Supplied data
Content starts

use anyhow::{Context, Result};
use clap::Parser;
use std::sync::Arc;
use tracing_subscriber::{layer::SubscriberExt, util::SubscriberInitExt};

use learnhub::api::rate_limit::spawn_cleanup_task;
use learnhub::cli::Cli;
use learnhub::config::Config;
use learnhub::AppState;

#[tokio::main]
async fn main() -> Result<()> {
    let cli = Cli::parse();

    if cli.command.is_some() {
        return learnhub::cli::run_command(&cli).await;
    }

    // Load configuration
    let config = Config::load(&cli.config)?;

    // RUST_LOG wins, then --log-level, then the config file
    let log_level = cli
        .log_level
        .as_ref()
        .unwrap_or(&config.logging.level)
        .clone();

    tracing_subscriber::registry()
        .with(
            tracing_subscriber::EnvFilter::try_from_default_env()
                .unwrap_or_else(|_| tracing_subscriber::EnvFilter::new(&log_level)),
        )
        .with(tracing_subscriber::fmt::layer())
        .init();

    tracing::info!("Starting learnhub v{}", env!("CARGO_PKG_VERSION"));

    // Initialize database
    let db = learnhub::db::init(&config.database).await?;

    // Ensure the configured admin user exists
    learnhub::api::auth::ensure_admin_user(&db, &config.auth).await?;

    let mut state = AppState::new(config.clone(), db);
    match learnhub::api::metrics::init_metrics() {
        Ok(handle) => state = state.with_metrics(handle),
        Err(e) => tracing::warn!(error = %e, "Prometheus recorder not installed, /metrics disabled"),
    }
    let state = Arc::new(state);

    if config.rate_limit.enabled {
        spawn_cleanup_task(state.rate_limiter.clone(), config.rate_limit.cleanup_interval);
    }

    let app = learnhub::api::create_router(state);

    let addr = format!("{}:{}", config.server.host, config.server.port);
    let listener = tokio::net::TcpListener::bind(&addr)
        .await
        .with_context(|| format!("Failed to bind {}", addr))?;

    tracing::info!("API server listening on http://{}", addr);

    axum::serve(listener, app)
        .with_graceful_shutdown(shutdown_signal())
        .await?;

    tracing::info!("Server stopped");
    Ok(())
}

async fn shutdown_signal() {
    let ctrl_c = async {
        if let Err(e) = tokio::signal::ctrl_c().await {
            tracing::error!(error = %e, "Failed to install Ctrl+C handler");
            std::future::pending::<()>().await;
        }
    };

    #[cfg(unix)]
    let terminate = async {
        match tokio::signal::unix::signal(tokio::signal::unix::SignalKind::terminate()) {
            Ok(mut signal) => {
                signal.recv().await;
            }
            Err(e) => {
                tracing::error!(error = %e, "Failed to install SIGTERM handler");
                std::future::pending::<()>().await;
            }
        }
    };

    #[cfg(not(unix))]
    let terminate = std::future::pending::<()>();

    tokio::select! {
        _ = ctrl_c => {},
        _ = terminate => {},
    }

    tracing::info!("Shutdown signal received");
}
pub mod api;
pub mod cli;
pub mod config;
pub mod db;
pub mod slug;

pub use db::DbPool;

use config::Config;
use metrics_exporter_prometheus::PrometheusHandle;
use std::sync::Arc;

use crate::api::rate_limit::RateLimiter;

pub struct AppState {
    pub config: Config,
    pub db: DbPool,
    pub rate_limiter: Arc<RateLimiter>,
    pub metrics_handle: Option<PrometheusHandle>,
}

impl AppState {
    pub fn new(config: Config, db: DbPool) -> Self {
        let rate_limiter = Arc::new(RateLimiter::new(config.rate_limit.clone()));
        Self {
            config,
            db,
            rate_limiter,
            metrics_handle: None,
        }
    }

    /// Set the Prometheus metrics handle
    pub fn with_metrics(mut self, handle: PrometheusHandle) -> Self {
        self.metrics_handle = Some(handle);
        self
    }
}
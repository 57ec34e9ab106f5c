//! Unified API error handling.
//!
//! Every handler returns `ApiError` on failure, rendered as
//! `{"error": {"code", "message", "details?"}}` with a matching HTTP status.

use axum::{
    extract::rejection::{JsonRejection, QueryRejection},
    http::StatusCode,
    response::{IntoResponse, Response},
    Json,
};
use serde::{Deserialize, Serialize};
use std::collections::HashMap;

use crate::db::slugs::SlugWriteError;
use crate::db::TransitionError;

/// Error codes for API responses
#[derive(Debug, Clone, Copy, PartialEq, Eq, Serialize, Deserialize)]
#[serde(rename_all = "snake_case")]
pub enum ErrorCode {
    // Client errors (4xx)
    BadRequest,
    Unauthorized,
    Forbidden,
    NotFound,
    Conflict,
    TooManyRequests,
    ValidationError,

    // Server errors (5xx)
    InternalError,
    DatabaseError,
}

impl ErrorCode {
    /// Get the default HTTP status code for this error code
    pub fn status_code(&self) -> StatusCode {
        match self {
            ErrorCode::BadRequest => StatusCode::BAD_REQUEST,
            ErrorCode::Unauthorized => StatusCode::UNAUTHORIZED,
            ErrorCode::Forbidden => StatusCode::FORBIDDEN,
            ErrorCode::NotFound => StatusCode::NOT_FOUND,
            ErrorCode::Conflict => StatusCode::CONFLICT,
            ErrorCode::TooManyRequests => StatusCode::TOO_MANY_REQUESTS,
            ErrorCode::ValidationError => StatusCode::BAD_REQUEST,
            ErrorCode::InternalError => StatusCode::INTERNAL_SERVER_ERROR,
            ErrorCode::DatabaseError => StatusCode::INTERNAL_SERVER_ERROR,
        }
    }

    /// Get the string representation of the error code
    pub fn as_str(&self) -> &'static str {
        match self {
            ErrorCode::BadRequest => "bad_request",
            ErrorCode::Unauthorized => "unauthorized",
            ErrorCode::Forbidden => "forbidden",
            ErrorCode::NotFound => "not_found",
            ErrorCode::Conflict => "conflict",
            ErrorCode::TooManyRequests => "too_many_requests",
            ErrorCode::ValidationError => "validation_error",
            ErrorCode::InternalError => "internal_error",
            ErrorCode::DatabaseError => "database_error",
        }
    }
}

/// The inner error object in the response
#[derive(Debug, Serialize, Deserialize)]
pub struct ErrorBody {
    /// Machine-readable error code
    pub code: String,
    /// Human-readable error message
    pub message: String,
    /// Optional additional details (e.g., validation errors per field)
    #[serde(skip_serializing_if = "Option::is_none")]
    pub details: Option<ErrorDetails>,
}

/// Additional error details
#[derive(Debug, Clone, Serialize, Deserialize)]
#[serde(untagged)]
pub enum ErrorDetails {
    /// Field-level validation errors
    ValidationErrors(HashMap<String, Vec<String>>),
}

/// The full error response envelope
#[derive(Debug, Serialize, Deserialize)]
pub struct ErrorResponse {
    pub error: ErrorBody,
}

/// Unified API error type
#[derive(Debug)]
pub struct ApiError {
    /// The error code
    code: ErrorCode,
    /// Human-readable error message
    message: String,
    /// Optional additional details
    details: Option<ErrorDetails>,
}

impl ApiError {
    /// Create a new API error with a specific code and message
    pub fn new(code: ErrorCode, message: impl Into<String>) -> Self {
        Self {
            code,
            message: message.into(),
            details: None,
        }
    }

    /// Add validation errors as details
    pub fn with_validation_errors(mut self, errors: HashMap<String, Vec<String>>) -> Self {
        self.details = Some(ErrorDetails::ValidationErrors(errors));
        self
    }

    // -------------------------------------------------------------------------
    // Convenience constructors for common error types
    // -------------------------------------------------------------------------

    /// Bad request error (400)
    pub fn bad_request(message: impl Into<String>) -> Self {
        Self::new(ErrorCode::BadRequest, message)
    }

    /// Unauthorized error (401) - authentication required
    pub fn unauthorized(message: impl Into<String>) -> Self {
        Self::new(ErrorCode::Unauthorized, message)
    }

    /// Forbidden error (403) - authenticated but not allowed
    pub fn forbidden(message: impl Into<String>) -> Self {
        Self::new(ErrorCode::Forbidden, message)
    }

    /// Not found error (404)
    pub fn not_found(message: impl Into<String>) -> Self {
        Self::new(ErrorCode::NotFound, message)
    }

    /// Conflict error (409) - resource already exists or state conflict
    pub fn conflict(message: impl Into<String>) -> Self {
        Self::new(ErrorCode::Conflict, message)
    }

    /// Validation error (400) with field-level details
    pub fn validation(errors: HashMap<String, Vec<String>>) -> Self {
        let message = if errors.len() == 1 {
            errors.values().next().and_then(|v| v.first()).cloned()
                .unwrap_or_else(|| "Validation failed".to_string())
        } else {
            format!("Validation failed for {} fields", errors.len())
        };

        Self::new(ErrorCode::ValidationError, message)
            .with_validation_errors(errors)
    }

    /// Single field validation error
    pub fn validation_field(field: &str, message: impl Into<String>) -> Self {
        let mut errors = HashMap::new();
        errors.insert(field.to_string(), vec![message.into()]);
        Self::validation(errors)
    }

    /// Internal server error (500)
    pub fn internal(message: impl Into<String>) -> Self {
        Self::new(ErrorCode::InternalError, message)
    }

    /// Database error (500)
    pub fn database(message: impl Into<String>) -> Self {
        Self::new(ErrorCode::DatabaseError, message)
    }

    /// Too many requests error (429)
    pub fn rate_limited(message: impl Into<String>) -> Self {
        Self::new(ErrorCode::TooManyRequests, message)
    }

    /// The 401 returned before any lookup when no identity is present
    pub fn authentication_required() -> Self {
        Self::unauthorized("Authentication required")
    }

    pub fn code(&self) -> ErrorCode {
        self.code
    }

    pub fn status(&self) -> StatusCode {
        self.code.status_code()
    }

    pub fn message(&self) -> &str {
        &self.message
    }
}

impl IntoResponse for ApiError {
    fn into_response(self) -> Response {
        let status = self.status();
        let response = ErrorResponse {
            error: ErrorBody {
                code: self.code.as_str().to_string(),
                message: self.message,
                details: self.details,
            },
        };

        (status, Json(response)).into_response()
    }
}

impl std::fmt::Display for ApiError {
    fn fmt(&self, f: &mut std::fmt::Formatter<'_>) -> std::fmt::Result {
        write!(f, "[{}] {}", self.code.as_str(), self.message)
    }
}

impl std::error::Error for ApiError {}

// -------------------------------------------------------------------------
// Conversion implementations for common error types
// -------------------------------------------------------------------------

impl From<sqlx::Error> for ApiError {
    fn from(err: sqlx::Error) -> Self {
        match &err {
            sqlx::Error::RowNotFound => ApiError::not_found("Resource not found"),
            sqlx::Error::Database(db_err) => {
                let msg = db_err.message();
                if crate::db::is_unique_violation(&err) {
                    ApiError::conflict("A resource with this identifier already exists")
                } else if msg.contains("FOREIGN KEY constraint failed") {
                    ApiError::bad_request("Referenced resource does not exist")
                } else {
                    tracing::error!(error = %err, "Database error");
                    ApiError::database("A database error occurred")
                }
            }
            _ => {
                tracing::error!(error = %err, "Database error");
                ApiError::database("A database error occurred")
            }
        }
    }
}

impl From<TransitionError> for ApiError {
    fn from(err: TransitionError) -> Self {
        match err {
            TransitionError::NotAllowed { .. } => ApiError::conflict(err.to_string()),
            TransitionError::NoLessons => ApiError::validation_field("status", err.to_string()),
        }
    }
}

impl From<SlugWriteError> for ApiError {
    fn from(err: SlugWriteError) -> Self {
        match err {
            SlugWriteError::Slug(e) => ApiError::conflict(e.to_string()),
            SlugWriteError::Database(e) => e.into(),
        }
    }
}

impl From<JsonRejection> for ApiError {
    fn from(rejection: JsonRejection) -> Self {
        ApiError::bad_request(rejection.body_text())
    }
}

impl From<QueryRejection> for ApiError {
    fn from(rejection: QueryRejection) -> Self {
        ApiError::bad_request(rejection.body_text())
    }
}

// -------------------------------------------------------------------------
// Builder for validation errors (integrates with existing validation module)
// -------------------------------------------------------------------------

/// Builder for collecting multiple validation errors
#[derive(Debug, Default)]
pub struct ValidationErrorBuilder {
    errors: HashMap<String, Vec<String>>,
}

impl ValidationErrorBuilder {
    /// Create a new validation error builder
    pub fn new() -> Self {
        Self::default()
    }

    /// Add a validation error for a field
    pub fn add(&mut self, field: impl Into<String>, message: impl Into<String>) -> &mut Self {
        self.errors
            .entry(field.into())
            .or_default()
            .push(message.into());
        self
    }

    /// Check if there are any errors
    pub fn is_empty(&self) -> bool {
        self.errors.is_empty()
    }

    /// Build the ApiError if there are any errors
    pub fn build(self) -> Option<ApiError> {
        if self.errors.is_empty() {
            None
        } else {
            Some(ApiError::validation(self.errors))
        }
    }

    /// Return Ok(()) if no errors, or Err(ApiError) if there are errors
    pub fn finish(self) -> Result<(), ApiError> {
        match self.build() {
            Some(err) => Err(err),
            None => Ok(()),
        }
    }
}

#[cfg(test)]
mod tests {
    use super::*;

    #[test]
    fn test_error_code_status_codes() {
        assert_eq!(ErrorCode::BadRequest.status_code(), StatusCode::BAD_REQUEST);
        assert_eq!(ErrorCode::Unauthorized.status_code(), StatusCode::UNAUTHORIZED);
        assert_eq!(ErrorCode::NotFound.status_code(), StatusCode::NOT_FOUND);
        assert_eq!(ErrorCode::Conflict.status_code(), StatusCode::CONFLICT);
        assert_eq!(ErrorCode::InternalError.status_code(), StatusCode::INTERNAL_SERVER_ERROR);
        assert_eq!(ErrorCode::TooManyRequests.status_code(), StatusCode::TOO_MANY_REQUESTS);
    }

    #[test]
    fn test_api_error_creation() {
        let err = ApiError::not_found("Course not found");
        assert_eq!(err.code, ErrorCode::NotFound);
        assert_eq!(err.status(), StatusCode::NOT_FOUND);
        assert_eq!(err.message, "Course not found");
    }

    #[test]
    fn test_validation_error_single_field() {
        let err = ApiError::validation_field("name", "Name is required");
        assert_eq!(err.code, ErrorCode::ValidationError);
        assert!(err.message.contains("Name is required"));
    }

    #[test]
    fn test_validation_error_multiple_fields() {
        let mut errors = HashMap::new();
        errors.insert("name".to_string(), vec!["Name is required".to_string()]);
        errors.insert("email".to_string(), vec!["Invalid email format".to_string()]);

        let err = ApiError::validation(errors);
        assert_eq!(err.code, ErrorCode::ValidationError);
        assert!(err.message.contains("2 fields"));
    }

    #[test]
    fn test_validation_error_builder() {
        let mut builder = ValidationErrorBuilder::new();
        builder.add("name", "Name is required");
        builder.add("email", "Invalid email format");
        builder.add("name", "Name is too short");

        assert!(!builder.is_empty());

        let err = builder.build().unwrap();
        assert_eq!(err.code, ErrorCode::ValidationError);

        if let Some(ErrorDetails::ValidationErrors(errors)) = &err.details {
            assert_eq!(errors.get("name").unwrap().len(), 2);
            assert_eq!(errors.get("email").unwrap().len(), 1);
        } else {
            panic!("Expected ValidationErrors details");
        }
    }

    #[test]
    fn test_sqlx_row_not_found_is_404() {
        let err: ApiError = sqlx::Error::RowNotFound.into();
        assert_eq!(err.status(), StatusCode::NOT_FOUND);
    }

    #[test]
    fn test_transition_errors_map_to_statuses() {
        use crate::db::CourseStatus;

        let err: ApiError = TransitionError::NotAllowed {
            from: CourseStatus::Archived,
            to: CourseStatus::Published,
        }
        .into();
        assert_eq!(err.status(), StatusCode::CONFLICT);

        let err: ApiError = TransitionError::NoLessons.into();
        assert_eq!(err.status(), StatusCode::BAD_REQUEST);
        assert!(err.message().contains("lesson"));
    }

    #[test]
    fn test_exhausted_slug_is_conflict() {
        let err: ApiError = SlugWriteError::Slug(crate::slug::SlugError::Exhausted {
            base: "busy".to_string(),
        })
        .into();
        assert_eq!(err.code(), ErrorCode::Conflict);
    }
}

Content ends

What is being asked
Look through the entries above and copy each line that has "tokio" in it.

Solution to this problem
#[tokio::main]
    let listener = tokio::net::TcpListener::bind(&addr)
        if let Err(e) = tokio::signal::ctrl_c().await {
        match tokio::signal::unix::signal(tokio::signal::unix::SignalKind::terminate()) {
    tokio::select! {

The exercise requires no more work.